The problem: Please return every line of the records below that contains the word "write".

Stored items
- Opening Delimiter -
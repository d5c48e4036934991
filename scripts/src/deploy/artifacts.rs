//! Compiled contract artifacts, as produced by hardhat or foundry

use std::{
    fs, io,
    path::{Path, PathBuf},
};

use alloy::{
    dyn_abi::{DynSolValue, Specifier},
    json_abi::{JsonAbi, Param},
    primitives::Bytes,
};
use serde::Deserialize;
use tracing::debug;

use crate::errors::ScriptError;

/// Bytecode as found in an artifact file
#[derive(Deserialize)]
#[serde(untagged)]
enum ArtifactBytecode {
    /// Hardhat: `"bytecode": "0x..."`
    Hex(Bytes),
    /// Foundry: `"bytecode": { "object": "0x...", ... }`
    Object { object: Bytes },
}

/// The part of an artifact file we care about
#[derive(Deserialize)]
struct RawArtifact {
    /// Contract ABI
    abi: JsonAbi,
    /// Creation bytecode
    bytecode: ArtifactBytecode,
}

/// A compiled contract, ready to be deployed
#[derive(Debug, Clone)]
pub struct ContractArtifact {
    /// Contract name
    pub name: String,
    /// Contract ABI
    pub abi: JsonAbi,
    /// Creation bytecode, without constructor arguments
    pub bytecode: Bytes,
}

impl ContractArtifact {
    /// Decode an artifact from its JSON content
    pub fn from_json(name: &str, content: &str) -> Result<ContractArtifact, ScriptError> {
        let raw: RawArtifact = serde_json::from_str(content)
            .map_err(|e| ScriptError::ArtifactLoading(format!("{name}: {e}")))?;

        let bytecode = match raw.bytecode {
            ArtifactBytecode::Hex(bytes) | ArtifactBytecode::Object { object: bytes } => bytes,
        };
        if bytecode.is_empty() {
            return Err(ScriptError::ArtifactLoading(format!(
                "{name} has no bytecode, is it an interface or an abstract contract?"
            )));
        }

        Ok(ContractArtifact {
            name: name.to_string(),
            abi: raw.abi,
            bytecode,
        })
    }

    /// ABI encode the constructor arguments, each one parsed from its string form
    pub fn encode_constructor_args(&self, args: &[String]) -> Result<Vec<u8>, ScriptError> {
        let inputs: &[Param] = self
            .abi
            .constructor()
            .map(|constructor| constructor.inputs.as_slice())
            .unwrap_or_default();

        if inputs.len() != args.len() {
            return Err(ScriptError::ConstructorEncoding(format!(
                "{} constructor expects {} argument(s), got {}",
                self.name,
                inputs.len(),
                args.len()
            )));
        }
        if inputs.is_empty() {
            return Ok(Vec::new());
        }

        let values = inputs
            .iter()
            .zip(args)
            .map(|(param, arg)| {
                let sol_type = param.resolve().map_err(|e| {
                    ScriptError::ConstructorEncoding(format!("{} ({}): {e}", param.name, param.ty))
                })?;
                sol_type.coerce_str(arg).map_err(|e| {
                    ScriptError::ConstructorEncoding(format!(
                        "{} ({}) from {arg:?}: {e}",
                        param.name, param.ty
                    ))
                })
            })
            .collect::<Result<Vec<_>, _>>()?;

        Ok(DynSolValue::Tuple(values).abi_encode_params())
    }

    /// The creation code: bytecode followed by the encoded constructor arguments
    pub fn init_code(&self, args: &[String]) -> Result<Bytes, ScriptError> {
        let encoded_args = self.encode_constructor_args(args)?;

        let mut code = self.bytecode.to_vec();
        code.extend_from_slice(&encoded_args);
        Ok(code.into())
    }
}

/// Lookup of compiled artifacts under a build output directory
#[derive(Debug, Clone)]
pub struct ArtifactStore {
    root: PathBuf,
}

impl ArtifactStore {
    /// Build a store over the given directory
    pub fn new(root: impl Into<PathBuf>) -> Self {
        ArtifactStore { root: root.into() }
    }

    /// Find the artifact file of the contract `name`
    pub fn find(&self, name: &str) -> Result<PathBuf, ScriptError> {
        let file_name = format!("{name}.json");
        find_file(&self.root, &file_name)
            .map_err(|e| {
                ScriptError::ArtifactLoading(format!("reading {}: {e}", self.root.display()))
            })?
            .ok_or_else(|| {
                ScriptError::ArtifactLoading(format!(
                    "no {file_name} found under {}, was the contract compiled?",
                    self.root.display()
                ))
            })
    }

    /// Load the artifact of the contract `name`
    pub fn load(&self, name: &str) -> Result<ContractArtifact, ScriptError> {
        let path = self.find(name)?;
        debug!("Loading {} artifact from {}", name, path.display());

        let content = fs::read_to_string(&path)
            .map_err(|e| ScriptError::ArtifactLoading(format!("{}: {e}", path.display())))?;
        ContractArtifact::from_json(name, &content)
    }
}

/// Depth first search of `file_name`, files of a directory before its sub directories
fn find_file(dir: &Path, file_name: &str) -> Result<Option<PathBuf>, io::Error> {
    let mut sub_dirs = Vec::new();
    for entry in fs::read_dir(dir)? {
        let path = entry?.path();
        if path.is_dir() {
            sub_dirs.push(path);
        } else if path.file_name().is_some_and(|name| name == file_name) {
            return Ok(Some(path));
        }
    }

    // Deterministic pick when several directories hold the same name
    sub_dirs.sort();
    for sub_dir in sub_dirs {
        if let Some(found) = find_file(&sub_dir, file_name)? {
            return Ok(Some(found));
        }
    }

    Ok(None)
}

#[cfg(test)]
mod tests {
    use alloy::hex;

    use super::*;

    const ROOT: &str = "0xeb45664ddffb072f8231448e32d46516bff19173f711ae11383142abab4d415f";

    /// Minimal hardhat artifact of a `constructor(bytes32 _root)` contract
    const HARDHAT_ARTIFACT: &str = r#"{
        "_format": "hh-sol-artifact-1",
        "contractName": "MerkleTreeNFT",
        "sourceName": "contracts/MerkleTreeNFT.sol",
        "abi": [
            {
                "inputs": [{ "internalType": "bytes32", "name": "_root", "type": "bytes32" }],
                "stateMutability": "nonpayable",
                "type": "constructor"
            }
        ],
        "bytecode": "0x6080604052",
        "deployedBytecode": "0x6080",
        "linkReferences": {},
        "deployedLinkReferences": {}
    }"#;

    /// Minimal foundry artifact of a `constructor(address, uint256)` contract
    const FOUNDRY_ARTIFACT: &str = r#"{
        "abi": [
            {
                "type": "constructor",
                "inputs": [
                    { "name": "owner", "type": "address", "internalType": "address" },
                    { "name": "supply", "type": "uint256", "internalType": "uint256" }
                ],
                "stateMutability": "nonpayable"
            }
        ],
        "bytecode": { "object": "0x60806040", "sourceMap": "", "linkReferences": {} }
    }"#;

    #[test]
    fn init_code_appends_root() {
        let artifact = ContractArtifact::from_json("MerkleTreeNFT", HARDHAT_ARTIFACT).unwrap();

        let init_code = artifact.init_code(&[ROOT.to_string()]).unwrap();

        let mut expected = hex::decode("6080604052").unwrap();
        expected.extend(hex::decode(ROOT).unwrap());
        assert_eq!(init_code.to_vec(), expected);
        assert_eq!(init_code.len(), 5 + 32);
    }

    #[test]
    fn encodes_foundry_artifact() {
        let artifact = ContractArtifact::from_json("Token", FOUNDRY_ARTIFACT).unwrap();
        assert_eq!(artifact.bytecode.to_vec(), hex::decode("60806040").unwrap());

        let encoded = artifact
            .encode_constructor_args(&[
                "0xf39Fd6e51aad88F6F4ce6aB8827279cffFb92266".to_string(),
                "1000".to_string(),
            ])
            .unwrap();

        assert_eq!(encoded.len(), 64);
        assert_eq!(
            &encoded[12..32],
            hex::decode("f39fd6e51aad88f6f4ce6ab8827279cfffb92266").unwrap().as_slice()
        );
        assert_eq!(&encoded[62..], &[0x03, 0xe8]);
    }

    #[test]
    fn rejects_wrong_arguments() {
        let artifact = ContractArtifact::from_json("MerkleTreeNFT", HARDHAT_ARTIFACT).unwrap();

        assert!(matches!(
            artifact.init_code(&[]),
            Err(ScriptError::ConstructorEncoding(_))
        ));
        assert!(matches!(
            artifact.init_code(&["not hex".to_string()]),
            Err(ScriptError::ConstructorEncoding(_))
        ));
    }

    #[test]
    fn no_constructor_takes_no_arguments() {
        let artifact =
            ContractArtifact::from_json("Empty", r#"{ "abi": [], "bytecode": "0x00" }"#).unwrap();

        assert_eq!(artifact.init_code(&[]).unwrap().to_vec(), vec![0x00]);
        assert!(artifact.init_code(&[ROOT.to_string()]).is_err());
    }

    #[test]
    fn rejects_empty_bytecode() {
        let err = ContractArtifact::from_json("IFace", r#"{ "abi": [], "bytecode": "0x" }"#)
            .unwrap_err();
        assert!(matches!(err, ScriptError::ArtifactLoading(_)));
    }

    #[test]
    fn store_finds_nested_artifact() {
        let dir = tempfile::tempdir().unwrap();
        let contract_dir = dir.path().join("contracts").join("MerkleTreeNFT.sol");
        fs::create_dir_all(&contract_dir).unwrap();
        fs::write(contract_dir.join("MerkleTreeNFT.dbg.json"), "{}").unwrap();
        fs::write(contract_dir.join("MerkleTreeNFT.json"), HARDHAT_ARTIFACT).unwrap();

        let store = ArtifactStore::new(dir.path());

        assert_eq!(
            store.find("MerkleTreeNFT").unwrap(),
            contract_dir.join("MerkleTreeNFT.json")
        );
        let artifact = store.load("MerkleTreeNFT").unwrap();
        assert_eq!(artifact.name, "MerkleTreeNFT");
        assert!(artifact.abi.constructor().is_some());
    }

    #[test]
    fn store_reports_missing_artifact() {
        let dir = tempfile::tempdir().unwrap();
        let store = ArtifactStore::new(dir.path());

        assert!(matches!(
            store.load("MerkleTreeNFT"),
            Err(ScriptError::ArtifactLoading(_))
        ));
        assert!(ArtifactStore::new(dir.path().join("missing"))
            .find("MerkleTreeNFT")
            .is_err());
    }
}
- Closing Delimiter -
Task output:
        fs::write(contract_dir.join("MerkleTreeNFT.dbg.json"), "{}").unwrap();
        fs::write(contract_dir.join("MerkleTreeNFT.json"), HARDHAT_ARTIFACT).unwrap();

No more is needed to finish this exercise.